Right now I'm trying really hard not to think about my superior vena cava.
Clearly, I'm not doing a very good job. I don't usually spend time thinking about my superior vena cava (or trying not to), but at the moment, I can't seem to forget about its existence.
Why? Because, at this moment there's been something in there, the tip of a peripheral intravenous central catheter (or PICC) line.
Why can't I forget about my superior vena cava? Because, at this moment, for the past two weeks, there's been something in there, the tip of a peripheral intravenous central catheter (or PICC) line.
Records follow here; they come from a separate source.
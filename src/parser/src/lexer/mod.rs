//! Scanning - reading the input character by character.
//!
//! There's no separate tokenizing pass. What a piece of text means depends on
//! where the parser is (`-` is an operator, but inside `'-'` it's text) and on
//! the language, so the parser asks the [`Scanner`] to try to match specific
//! things at specific offsets instead.
//!
//! The scanner has a cursor, but nearly everything it can match takes an
//! explicit offset and doesn't move it. This keeps lookahead cheap: the parser
//! can ask "would an operand start here?" without having to put anything
//! back.

mod matching;
mod rules;
mod token;

use crate::language::LanguageDefinition;

pub use self::token::{
    CharClass, Closer, Comment, CommentKind, KeywordMatch, NumericMatch,
    OperatorMatch, TextMatch, Trivia,
};

/// A read cursor over the input, which knows the language being parsed.
///
/// # Example
///
/// ```
/// # use parser::{language::LanguageBuilder, lexer::Scanner};
/// let language = LanguageBuilder::new("l").comments("#", "/*", "*/").build().unwrap();
/// let mut scanner = Scanner::new(&language, "  # note\n  abc");
/// let trivia = scanner.skip_trivia();
/// assert!(trivia.skipped);
/// assert_eq!(trivia.comments.len(), 1);
/// assert_eq!(scanner.match_literal(scanner.offset()), Some(14));
/// ```
#[derive(Debug, Clone)]
pub struct Scanner<'i> {
    /// The whole input, as utf8.
    input: &'i str,

    language: &'i LanguageDefinition,

    /// The location of the cursor, as a byte offset.
    offset: usize,

    /// Treated as the end of the input wherever a token would start.
    stop_marker: Option<&'i str>,
}

impl<'i> Scanner<'i> {
    pub fn new(language: &'i LanguageDefinition, input: &'i str) -> Self {
        Scanner {
            input,
            language,
            offset: 0,
            stop_marker: None,
        }
    }

    pub fn with_stop_marker(mut self, marker: Option<&'i str>) -> Self {
        self.stop_marker = marker;
        self
    }

    pub fn input(&self) -> &'i str {
        self.input
    }

    pub fn language(&self) -> &'i LanguageDefinition {
        self.language
    }

    pub fn offset(&self) -> usize {
        self.offset
    }

    /// Move the cursor. This must be onto a character boundary.
    pub fn set_offset(&mut self, offset: usize) {
        debug_assert!(self.input.is_char_boundary(offset));
        self.offset = offset;
    }

    /// The next character, regardless of the stop marker.
    pub fn peek(&self) -> Option<char> {
        self.char_at(self.offset)
    }

    pub fn char_at(&self, offset: usize) -> Option<char> {
        self.input.get(offset..)?.chars().next()
    }

    pub fn char_before(&self, offset: usize) -> Option<char> {
        self.input.get(..offset)?.chars().next_back()
    }

    /// Consume one character.
    pub fn advance(&mut self) -> Option<char> {
        let next = self.peek()?;
        self.offset += next.len_utf8();
        Some(next)
    }

    /// Has the scanner reached the end of the input, or the stop marker?
    pub fn is_at_end(&self) -> bool {
        self.is_end_at(self.offset)
    }

    /// Would a token starting at `offset` be past the end of the input?
    pub fn is_end_at(&self, offset: usize) -> bool {
        if offset >= self.input.len() {
            return true;
        }

        match self.stop_marker {
            Some(marker) => self.input[offset..].starts_with(marker),
            None => false,
        }
    }

    /// The input that hasn't been consumed yet.
    pub fn remaining_input(&self) -> &'i str {
        &self.input[self.offset..]
    }
}
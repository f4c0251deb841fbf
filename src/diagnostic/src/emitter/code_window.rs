//! Code windows are previews into the source code presented when displaying
//! diagnostic messages to help the user locate problems.

use std::io::{Result, Write};

use termcolor::{Color, ColorSpec, WriteColor};
use unicode_width::UnicodeWidthStr;

use crate::{emitter::line_art::LineArt, highlight::Highlight};

/// A preview into the source code with highlights and notes under the lines
/// they refer to.
///
/// Note that the code window doesn't know where the owning diagnostic begins,
/// or other more general diagnostic information.
#[derive(Debug)]
pub(crate) struct CodeWindow<'i, 'd> {
    /// Sorted by where they start.
    highlights: Vec<&'d Highlight>,
    input: &'i str,
    line_art: LineArt,
}

impl<'i, 'd> CodeWindow<'i, 'd> {
    /// Lines this far apart from the previous highlighted line are elided.
    const MAX_GAP: u32 = 2;

    pub fn new(
        highlights: &'d [Highlight],
        input: &'i str,
        line_art: LineArt,
    ) -> Self {
        let mut highlights: Vec<_> = highlights.iter().collect();
        highlights.sort_by_key(|h| (h.span().start(), h.span().end()));

        CodeWindow {
            highlights,
            input,
            line_art,
        }
    }

    /// The line number the code window starts at.
    fn starting_line(&self) -> Option<u32> {
        self.highlights.first().map(|h| h.span().start().line())
    }

    /// The line number the code windows ends at.
    fn ending_line(&self) -> Option<u32> {
        self.highlights.iter().map(|h| h.span().end().line()).max()
    }

    /// Width of the gutter, which holds line numbers.
    fn gutter_width(&self) -> usize {
        self.ending_line()
            .map(|l| (l + 1).to_string().len())
            .unwrap_or(1)
    }

    /// Print the code window, with `label` (usually the input name) in the
    /// header.
    pub fn print(&self, out: &mut dyn WriteColor, label: &str) -> Result<()> {
        let (start, end) = match (self.starting_line(), self.ending_line()) {
            (Some(start), Some(end)) => (start, end),
            _ => return Ok(()),
        };

        self.header(out, label)?;

        let mut last_printed: Option<u32> = None;
        for (number, line) in self
            .input
            .split('\n')
            .enumerate()
            .map(|(n, l)| (n as u32, l.trim_end_matches('\r')))
            .skip(start as usize)
            .take((end - start + 1) as usize)
        {
            let marked = self.marks_on(number, line);
            let is_edge = number == start || number == end;

            if marked.is_empty() && !is_edge {
                continue;
            }

            if let Some(last) = last_printed {
                if number - last > Self::MAX_GAP {
                    self.elision(out)?;
                }
            }

            self.line(out, number, line)?;
            for mark in marked {
                self.marker(out, mark)?;
            }

            last_printed = Some(number);
        }

        Ok(())
    }

    /// The highlighted regions on one line.
    fn marks_on<'a>(&'a self, number: u32, line: &str) -> Vec<Mark<'a>> {
        let line_len = line.chars().count() as u32;

        self.highlights
            .iter()
            .filter(|h| {
                h.span().start().line() <= number
                    && number <= h.span().end().line()
            })
            .map(|h| {
                let span = h.span();
                let from = if span.start().line() == number {
                    span.start().column()
                } else {
                    0
                };
                let to = if span.end().line() == number {
                    span.end().column()
                } else {
                    line_len
                };

                let column = presentation_width(line, from);
                let width = presentation_width(line, to).saturating_sub(column);
                let note = if span.end().line() == number {
                    h.note()
                } else {
                    None
                };

                Mark {
                    column,
                    width: width.max(1),
                    note,
                    is_point: h.is_point(),
                }
            })
            .collect()
    }

    fn header(&self, out: &mut dyn WriteColor, label: &str) -> Result<()> {
        out.set_color(ColorSpec::new().set_dimmed(true))?;
        pad(out, self.line_art.horizontal, self.gutter_width() + 1)?;
        write!(out, "{}", self.line_art.tee)?;
        pad(out, self.line_art.horizontal, 2)?;
        out.reset()?;
        writeln!(out, " {}", label)
    }

    fn line(&self, out: &mut dyn WriteColor, number: u32, line: &str) -> Result<()> {
        out.set_color(ColorSpec::new().set_dimmed(true))?;
        write!(
            out,
            "{:>width$} {}",
            number + 1,
            self.line_art.vertical,
            width = self.gutter_width()
        )?;
        out.reset()?;
        writeln!(out, " {}", line)
    }

    fn elision(&self, out: &mut dyn WriteColor) -> Result<()> {
        out.set_color(ColorSpec::new().set_dimmed(true))?;
        write!(
            out,
            "{:>width$} {}",
            self.line_art.more,
            self.line_art.vertical,
            width = self.gutter_width()
        )?;
        out.reset()?;
        writeln!(out)
    }

    fn marker(&self, out: &mut dyn WriteColor, mark: Mark) -> Result<()> {
        out.set_color(ColorSpec::new().set_dimmed(true))?;
        pad(out, ' ', self.gutter_width() + 1)?;
        write!(out, "{}", self.line_art.vertical)?;
        out.reset()?;

        pad(out, ' ', mark.column + 1)?;
        out.set_color(ColorSpec::new().set_bold(true).set_fg(Some(Color::Yellow)))?;
        pad(out, self.line_art.marker(mark.is_point), mark.width)?;
        out.reset()?;

        if let Some(note) = mark.note {
            out.set_color(ColorSpec::new().set_fg(Some(Color::Blue)))?;
            write!(out, " {}", note)?;
            out.reset()?;
        }

        writeln!(out)
    }
}

/// Where a highlight goes on one line, in terminal cells.
#[derive(Debug, Clone, Copy)]
struct Mark<'a> {
    column: usize,
    width: usize,
    /// Only shown on the highlight's last line.
    note: Option<&'a str>,
    is_point: bool,
}

/// How wide the first `columns` characters of `line` are when printed.
///
/// This isn't the same as the byte length, and some characters take two
/// terminal cells.
fn presentation_width(line: &str, columns: u32) -> usize {
    let end = line
        .char_indices()
        .nth(columns as usize)
        .map(|(i, _)| i)
        .unwrap_or(line.len());
    UnicodeWidthStr::width(&line[..end])
}

/// Prints `len` number of the `padding` character.
pub(crate) fn pad(out: &mut dyn Write, padding: char, len: usize) -> Result<()> {
    for _ in 0..len {
        write!(out, "{}", padding)?;
    }
    Ok(())
}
It has been two weeks since I have been on total parenteral nutrition, or TPN. For those of you who don't speak medical jargon, that means that I have been receiving most of my nutrients through the PICC line. Every evening I carefully hook a bag of white liquid up to a pump and some tubing, which I then carefully and, trying to be as clean and precise, trying to maintain as much sterility, as possible, I hook up to my PICC line. This is what will be feeding me, what will be keeping me alive for the next 2-6 months while my gut will (hopefully) rest and reset itself.
I've barely been ingesting anything by mouth at all--what I do take in is mostly clear liquids. There've been a few crackers here and there, some soup with rice in it, but mostly it's tea, juice, and broth. (And the requisite pills.)
This is my first time on TPN, and it is almost certainly not going to be the last. To be honest, I feel lucky I've made it this long without it. Most people with GI motility disorders who have mito have to go on it at some point in their lives. Many children with mito are put on TPN soon after they are born, never able to drink their mother's milk or eat normally.
I'm finding it an incredibly relieving, if somewhat heartbreaking experience. I've only thrown up once since being discharged from the hospital--previously, it was nearly every day--as I no longer have to try and force myself to eat enough food to sustain myself, which my body physically cannot handle. I've been in far less pain and I've been much more energized. I've grown accustomed to the quiet whirr-whirr-click of the pump as I lie in bed at night. At times, I almost find it comforting, a confirmation that even if my body parts can no longer do their job, medicine can pick up the slack, and my body can be sustained through science.
And now we come to the heartbreak. Not only do I miss the social and pleasurable aspects of eating, but I'm finding myself mourning for my lost ability. Losing my functions is nothing new for me. I've been slowly degenerating since the age of seventeen, losing one organ after another. There is something so essential, so primal about hunger, about the urge to eat, that I'm finding the loss of ability is difficult to deal with. The plan is for this to be temporary, short-term (up to six months) but it very well may be permanent. There's more grief here than there's ever been anywhere else.
But despite all that, I'm managing to stay fairly positive. I feel hope for the future, whatever it may hold. And I'm trying to find up sides to the situation. For instance, I’ve found that when life gives you PICC lines, get cute PICC covers to shield them.
I'm getting used to the routine of setting up the TPN and taking care of the line, and it's no longer a source of immediate fear for me. But not all of the aspects of TPN are getting easier.
Today I had my dressing changed. Until the PICC line is removed, my Home Infusion Therapy (or "hit") nurse will come to my house once a week to take my vitals and bloodwork, ask about my progress, and change the dressing. Changing the dressing is a terrifying experience for me. While I've grown moderately comfortable with the line--when I can stop thinking about my superior vena cava, that is--I cannot overcome my feelings of defenselessness. Each time I find myself sitting with my arm crooked in an unnatural position while my masked nurse intently wields adhesive and antiseptic on the opening of my vein, I find it difficult not to tremble. I am completely exposed, at my most vulnerable, my heart laid open to any assault by microscopic invaders, my soul laid bare for anyone to perceive my weakness.
I hold my breath and look away. It feels as if the change is taking forever, but soon she is finished, taping up the site and replacing the lumen extensions. She takes my blood and, unusually, I feel it coming out of my vein. The catheter is long and I am small, so there's a good 27 cm that the surgeon left outside of me. The freshly-scrubbed skin that the line is taped against feels cold, and so as the blood rushes out of my vein and into the catheter, I feel the warmth of it against my skin, reminding me of its purpose, to sustain life, my life--a purpose which will it will no longer be able to fulfill. How different the blood feels, leaving my veins, than the chilly mixture of proteins, sugars, and fats that I have to hook up to every night and yet their function remains the same: to keep me alive, and healthy.